Malgré son calme affecté, les traits du père d'Aigrigny étaient pâles et contractés, comme ceux d'un joueur qui est sur le point de voir se décider une partie d'une importance terrible. Tout jusqu'alors favorisait les desseins de sa compagnie; mais il ne pensait pas sans effroi aux quatre heures qui restaient encore pour attendre le terme fatal.
Gabriel s'étant retourné, le père d'Aigrigny lui dit d'un ton affectueux et cordial, en s'approchant de lui, le sourire aux lèvres et la main tendue:
— Mon cher fils, il m'en a coûté beaucoup de vous avoir refusé jusqu'à ce moment l'entretien que vous désirez depuis votre retour; il m'a été non moins pénible de vous obliger à une retraite de quelques jours. Quoique je n'aie aucune explication à vous donner au sujet des choses que je vous ordonne, je veux bien vous dire que je n'ai agi que dans votre intérêt.
— Je dois croire Votre Révérence, répondit Gabriel en s'inclinant.
Le jeune prêtre sentait malgré lui une vague émotion de crainte; car jusqu'à son départ pour sa mission en Amérique, le père d'Aigrigny, entre les mains duquel il avait prêté les voeux formidables qui le liaient irrévocablement à la société de Jésus, le père d'Aigrigny avait exercé sur lui une de ces influences effrayantes qui, ne procédant que par le despotisme, la compression et l'intimidation, brisent toutes les forces vives de l'âme, et la laissent inerte, tremblante et terrifiée. Les impressions de la première jeunesse sont ineffaçables, et c'était la première fois, depuis son retour d'Amérique, que Gabriel se retrouvait avec le père d'Aigrigny; aussi, quoiqu'il ne sentît pas faillir la résolution qu'il avait prise, Gabriel regrettait de n'avoir pu, ainsi qu'il l'avait espéré, prendre de nouvelles forces dans un franc entretien avec Agricol et Dagobert.

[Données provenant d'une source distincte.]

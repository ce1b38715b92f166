//! Error taxonomy for creation and tracking
//!
//! Transport trouble never ends a tracker by itself; it only ends a
//! creation request that never reached the panel.

use crate::panel_api::PanelApiError;
use thiserror::Error;

#[derive(Debug, Error)]
pub enum WorkflowError {
    #[error("Could not reach the panel: {0}")]
    Transport(#[source] PanelApiError),
    #[error("Request was not accepted: {0}")]
    Rejected(#[source] PanelApiError),
    #[error("Operation failed: {0}")]
    Application(String),
    #[error("Operation did not finish after {attempts} status checks")]
    TimeoutExceeded { attempts: u32 },
    #[error("Invalid response: {0}")]
    Validation(String),
    #[error("Another creation is already in progress")]
    Busy,
    #[error("Tracking cancelled")]
    Cancelled,
}

impl WorkflowError {
    /// Classifies a failed creation call. A reply that arrived but was not
    /// a success, or not JSON, is a rejection; anything else never reached
    /// the server.
    pub fn from_submit(err: PanelApiError) -> Self {
        match err {
            PanelApiError::Rejected(_) | PanelApiError::JsonError(_) => {
                WorkflowError::Rejected(err)
            }
            PanelApiError::HttpError(ref http) if http.is_decode() || http.is_status() => {
                WorkflowError::Rejected(err)
            }
            _ => WorkflowError::Transport(err),
        }
    }
}

#[cfg(test)]
mod tests {
    use super::*;

    #[test]
    fn test_submit_classification() {
        assert!(matches!(
            WorkflowError::from_submit(PanelApiError::Rejected(500)),
            WorkflowError::Rejected(_)
        ));

        let json = serde_json::from_str::<serde_json::Value>("<html>").unwrap_err();
        assert!(matches!(
            WorkflowError::from_submit(PanelApiError::JsonError(json)),
            WorkflowError::Rejected(_)
        ));

        assert!(matches!(
            WorkflowError::from_submit(PanelApiError::LoginFailed("x".into())),
            WorkflowError::Transport(_)
        ));
    }

    #[test]
    fn test_messages() {
        assert_eq!(
            WorkflowError::TimeoutExceeded { attempts: 120 }.to_string(),
            "Operation did not finish after 120 status checks"
        );
        assert_eq!(
            WorkflowError::Application("disk allocation failed".into()).to_string(),
            "Operation failed: disk allocation failed"
        );
    }
}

Le père d'Aigrigny connaissait trop les hommes pour n'avoir pas remarqué l'émotion du jeune prêtre et ne s'être pas rendu compte de ce qui la causait. Cette impression lui parut d'un favorable augure; il redoubla donc de séduction, de tendresse et d'aménité, se réservant, s'il le fallait, de prendre un autre masque. Il dit à Gabriel, en s'asseyant, pendant que celui-ci restait, ainsi que Rodin, respectueusement debout:
— Vous désirez, mon cher fils, avoir un entretien très important avec moi?
— Oui, mon père, dit Gabriel en baissant malgré lui les yeux devant l'éclatante et large prunelle grise de son supérieur.